INPUT MATERIAL:
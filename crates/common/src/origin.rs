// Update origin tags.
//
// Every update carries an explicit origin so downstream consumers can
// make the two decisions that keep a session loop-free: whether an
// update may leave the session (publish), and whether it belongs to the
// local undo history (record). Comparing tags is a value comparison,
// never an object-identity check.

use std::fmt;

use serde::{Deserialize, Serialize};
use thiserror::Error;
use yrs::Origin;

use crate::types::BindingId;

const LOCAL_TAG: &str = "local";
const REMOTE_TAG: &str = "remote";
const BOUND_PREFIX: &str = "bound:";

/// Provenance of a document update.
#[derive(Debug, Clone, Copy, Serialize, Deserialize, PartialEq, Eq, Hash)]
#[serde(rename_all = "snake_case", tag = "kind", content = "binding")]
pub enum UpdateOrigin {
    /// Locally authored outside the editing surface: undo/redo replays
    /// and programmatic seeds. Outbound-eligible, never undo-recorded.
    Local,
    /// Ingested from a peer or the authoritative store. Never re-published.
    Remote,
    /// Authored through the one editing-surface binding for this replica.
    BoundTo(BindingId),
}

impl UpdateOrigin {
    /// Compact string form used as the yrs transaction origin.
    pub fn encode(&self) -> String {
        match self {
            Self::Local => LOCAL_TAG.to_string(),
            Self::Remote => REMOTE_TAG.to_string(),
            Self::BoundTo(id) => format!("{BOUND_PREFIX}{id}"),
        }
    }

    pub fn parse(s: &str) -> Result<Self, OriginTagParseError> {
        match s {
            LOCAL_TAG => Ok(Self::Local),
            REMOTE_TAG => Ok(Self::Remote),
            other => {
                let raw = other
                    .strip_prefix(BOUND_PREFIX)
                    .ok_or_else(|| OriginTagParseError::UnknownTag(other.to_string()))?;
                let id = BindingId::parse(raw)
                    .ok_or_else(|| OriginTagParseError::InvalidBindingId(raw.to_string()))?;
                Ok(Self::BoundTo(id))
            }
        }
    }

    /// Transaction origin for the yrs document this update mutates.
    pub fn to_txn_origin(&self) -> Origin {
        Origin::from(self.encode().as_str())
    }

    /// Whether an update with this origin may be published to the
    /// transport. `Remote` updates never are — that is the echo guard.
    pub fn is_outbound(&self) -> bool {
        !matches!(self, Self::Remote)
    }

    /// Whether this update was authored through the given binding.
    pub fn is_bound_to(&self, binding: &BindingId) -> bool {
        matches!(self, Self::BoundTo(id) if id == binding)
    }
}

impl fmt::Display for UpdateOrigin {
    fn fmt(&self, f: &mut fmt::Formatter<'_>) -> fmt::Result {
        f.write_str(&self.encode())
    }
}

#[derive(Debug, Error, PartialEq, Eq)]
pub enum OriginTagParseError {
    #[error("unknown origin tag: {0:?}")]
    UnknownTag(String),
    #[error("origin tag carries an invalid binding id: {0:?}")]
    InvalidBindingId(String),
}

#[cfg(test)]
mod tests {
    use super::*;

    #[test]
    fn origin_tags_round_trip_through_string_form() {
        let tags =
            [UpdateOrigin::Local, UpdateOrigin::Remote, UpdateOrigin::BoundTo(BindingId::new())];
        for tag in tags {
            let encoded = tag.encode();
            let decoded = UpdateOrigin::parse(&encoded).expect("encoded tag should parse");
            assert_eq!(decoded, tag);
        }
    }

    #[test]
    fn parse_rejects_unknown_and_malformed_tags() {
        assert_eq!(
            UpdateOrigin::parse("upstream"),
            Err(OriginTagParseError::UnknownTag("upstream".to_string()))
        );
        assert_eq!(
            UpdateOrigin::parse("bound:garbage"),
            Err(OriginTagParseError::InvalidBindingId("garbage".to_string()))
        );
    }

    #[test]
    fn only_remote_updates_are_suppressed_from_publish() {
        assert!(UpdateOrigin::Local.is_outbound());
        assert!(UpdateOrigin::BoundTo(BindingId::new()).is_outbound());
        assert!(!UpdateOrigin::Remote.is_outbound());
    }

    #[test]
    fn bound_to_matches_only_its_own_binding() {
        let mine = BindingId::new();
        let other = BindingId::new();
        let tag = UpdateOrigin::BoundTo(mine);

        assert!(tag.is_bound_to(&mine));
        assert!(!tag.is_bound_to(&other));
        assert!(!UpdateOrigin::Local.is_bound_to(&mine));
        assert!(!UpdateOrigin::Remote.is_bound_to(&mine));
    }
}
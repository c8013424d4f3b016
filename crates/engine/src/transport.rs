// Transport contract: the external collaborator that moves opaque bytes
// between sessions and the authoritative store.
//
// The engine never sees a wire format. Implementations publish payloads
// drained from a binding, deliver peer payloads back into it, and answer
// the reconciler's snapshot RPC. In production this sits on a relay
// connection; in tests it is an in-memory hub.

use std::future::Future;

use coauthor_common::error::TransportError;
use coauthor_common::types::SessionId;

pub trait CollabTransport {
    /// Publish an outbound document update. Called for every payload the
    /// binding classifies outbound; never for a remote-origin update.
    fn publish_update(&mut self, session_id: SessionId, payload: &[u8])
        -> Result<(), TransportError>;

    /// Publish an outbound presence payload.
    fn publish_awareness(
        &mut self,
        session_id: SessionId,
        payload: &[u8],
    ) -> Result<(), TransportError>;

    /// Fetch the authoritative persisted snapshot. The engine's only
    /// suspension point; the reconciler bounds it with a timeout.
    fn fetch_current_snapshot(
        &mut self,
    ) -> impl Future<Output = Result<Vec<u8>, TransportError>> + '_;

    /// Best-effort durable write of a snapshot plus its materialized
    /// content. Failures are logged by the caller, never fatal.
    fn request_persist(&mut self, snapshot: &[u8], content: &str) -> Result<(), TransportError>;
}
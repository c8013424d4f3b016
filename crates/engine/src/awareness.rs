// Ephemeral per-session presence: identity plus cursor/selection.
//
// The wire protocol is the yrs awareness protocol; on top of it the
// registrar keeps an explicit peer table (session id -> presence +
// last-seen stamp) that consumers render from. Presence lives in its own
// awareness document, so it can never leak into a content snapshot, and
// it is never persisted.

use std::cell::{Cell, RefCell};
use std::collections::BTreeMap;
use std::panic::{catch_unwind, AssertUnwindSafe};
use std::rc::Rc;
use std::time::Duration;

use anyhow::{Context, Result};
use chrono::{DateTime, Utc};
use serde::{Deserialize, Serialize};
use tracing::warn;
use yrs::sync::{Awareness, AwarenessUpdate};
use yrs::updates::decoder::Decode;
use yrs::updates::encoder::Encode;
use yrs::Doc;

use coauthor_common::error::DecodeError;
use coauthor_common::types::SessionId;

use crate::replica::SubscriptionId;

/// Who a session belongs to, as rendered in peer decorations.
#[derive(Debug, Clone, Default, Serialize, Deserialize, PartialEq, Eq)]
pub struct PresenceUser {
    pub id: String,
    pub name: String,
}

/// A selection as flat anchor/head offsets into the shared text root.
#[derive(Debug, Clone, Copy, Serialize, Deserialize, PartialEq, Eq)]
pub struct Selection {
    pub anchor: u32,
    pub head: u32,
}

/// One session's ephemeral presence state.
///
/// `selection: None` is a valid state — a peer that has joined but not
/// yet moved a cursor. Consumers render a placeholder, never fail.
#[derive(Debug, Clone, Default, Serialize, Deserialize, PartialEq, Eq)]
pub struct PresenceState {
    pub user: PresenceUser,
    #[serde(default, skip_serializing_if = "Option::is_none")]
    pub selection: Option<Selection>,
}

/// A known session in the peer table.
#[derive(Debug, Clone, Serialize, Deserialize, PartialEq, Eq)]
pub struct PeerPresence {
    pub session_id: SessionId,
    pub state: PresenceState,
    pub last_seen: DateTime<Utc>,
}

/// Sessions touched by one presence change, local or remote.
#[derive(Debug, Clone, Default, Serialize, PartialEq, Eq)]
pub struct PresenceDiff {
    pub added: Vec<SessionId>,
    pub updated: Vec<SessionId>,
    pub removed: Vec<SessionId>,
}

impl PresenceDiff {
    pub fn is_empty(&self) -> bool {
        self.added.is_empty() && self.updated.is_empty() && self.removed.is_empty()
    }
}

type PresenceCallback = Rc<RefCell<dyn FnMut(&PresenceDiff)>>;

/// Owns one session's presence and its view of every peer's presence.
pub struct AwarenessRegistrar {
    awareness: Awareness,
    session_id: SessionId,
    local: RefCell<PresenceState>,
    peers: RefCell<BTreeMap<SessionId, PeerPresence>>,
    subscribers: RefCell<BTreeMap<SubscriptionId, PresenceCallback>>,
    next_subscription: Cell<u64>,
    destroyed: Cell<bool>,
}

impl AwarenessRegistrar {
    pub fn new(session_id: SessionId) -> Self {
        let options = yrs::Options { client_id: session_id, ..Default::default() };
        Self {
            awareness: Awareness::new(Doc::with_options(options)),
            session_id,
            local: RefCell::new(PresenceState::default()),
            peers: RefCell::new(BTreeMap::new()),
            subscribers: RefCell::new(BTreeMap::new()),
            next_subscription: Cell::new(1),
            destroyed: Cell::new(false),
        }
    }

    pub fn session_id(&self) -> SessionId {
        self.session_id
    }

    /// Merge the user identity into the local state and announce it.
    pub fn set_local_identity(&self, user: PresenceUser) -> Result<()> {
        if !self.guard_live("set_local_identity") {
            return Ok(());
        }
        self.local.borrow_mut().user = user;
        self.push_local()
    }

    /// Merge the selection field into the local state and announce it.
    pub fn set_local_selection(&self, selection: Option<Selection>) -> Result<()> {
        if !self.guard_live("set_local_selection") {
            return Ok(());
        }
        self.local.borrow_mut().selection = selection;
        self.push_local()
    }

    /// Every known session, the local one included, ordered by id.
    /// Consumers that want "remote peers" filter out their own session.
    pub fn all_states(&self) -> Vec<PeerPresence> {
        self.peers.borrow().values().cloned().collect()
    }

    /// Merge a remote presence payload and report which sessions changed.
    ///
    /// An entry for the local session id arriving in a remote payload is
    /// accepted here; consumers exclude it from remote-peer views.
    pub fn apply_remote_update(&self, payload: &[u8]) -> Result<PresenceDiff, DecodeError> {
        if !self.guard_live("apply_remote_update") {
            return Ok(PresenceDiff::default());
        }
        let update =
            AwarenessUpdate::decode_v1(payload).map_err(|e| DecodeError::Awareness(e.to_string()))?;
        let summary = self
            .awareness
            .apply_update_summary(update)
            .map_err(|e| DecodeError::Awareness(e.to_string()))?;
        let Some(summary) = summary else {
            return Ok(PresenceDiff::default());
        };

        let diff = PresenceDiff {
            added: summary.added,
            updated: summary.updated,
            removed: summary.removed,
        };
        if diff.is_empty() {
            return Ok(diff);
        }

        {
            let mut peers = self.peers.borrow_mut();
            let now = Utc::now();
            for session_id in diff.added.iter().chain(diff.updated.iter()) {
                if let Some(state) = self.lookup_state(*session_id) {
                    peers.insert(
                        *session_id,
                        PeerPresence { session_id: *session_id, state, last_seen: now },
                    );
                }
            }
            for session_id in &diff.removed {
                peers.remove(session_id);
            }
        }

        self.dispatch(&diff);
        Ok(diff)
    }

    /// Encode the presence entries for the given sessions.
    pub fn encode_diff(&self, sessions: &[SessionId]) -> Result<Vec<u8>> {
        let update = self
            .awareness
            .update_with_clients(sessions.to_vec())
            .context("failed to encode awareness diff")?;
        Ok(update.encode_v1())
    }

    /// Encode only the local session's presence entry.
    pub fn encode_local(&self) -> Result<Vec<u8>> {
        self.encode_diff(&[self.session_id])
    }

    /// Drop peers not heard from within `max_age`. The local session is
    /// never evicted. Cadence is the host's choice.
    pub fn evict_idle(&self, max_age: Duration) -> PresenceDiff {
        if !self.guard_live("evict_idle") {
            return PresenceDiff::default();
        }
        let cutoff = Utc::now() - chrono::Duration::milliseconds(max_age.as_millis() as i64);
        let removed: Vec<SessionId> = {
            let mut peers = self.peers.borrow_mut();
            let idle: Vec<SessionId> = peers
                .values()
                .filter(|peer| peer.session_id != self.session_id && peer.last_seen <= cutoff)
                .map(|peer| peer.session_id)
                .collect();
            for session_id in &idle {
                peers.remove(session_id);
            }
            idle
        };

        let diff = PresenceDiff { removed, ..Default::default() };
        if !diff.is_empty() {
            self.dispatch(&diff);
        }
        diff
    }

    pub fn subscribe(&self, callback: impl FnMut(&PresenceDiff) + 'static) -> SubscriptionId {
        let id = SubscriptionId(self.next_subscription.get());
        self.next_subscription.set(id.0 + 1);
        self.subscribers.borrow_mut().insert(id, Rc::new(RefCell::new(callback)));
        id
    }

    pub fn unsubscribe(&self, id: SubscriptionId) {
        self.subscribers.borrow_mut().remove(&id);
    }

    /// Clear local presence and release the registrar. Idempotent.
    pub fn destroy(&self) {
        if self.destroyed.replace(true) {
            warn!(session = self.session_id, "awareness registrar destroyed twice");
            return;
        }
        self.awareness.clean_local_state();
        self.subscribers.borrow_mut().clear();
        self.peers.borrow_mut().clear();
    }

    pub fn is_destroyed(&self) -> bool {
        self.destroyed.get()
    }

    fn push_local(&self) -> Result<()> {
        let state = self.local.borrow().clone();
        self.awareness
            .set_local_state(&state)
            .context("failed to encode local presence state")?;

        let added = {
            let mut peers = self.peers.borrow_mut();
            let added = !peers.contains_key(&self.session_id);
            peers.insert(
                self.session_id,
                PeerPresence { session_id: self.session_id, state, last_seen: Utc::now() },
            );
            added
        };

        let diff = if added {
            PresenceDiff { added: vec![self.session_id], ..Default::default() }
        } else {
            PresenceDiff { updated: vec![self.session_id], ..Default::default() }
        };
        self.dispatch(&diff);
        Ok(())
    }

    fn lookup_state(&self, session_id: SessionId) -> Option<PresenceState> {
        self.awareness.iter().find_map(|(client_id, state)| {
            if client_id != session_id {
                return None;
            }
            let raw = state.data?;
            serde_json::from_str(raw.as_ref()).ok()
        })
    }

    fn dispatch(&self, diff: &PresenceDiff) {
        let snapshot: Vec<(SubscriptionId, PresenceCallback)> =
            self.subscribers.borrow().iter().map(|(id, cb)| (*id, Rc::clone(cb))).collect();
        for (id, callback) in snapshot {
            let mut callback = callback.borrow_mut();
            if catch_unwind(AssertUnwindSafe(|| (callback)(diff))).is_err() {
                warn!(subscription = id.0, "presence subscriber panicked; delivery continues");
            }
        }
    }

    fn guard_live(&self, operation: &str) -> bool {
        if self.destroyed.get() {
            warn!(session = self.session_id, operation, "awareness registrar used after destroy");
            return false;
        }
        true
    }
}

EXERCISE OBJECTIVE: Repeat the entries above exactly, from the first line through the line containing "belongs to the".

EXERCISE OUTPUT:
filename crates/common/src/origin.rs
// Update origin tags.
//
// Every update carries an explicit origin so downstream consumers can
// make the two decisions that keep a session loop-free: whether an
// update may leave the session (publish), and whether it belongs to the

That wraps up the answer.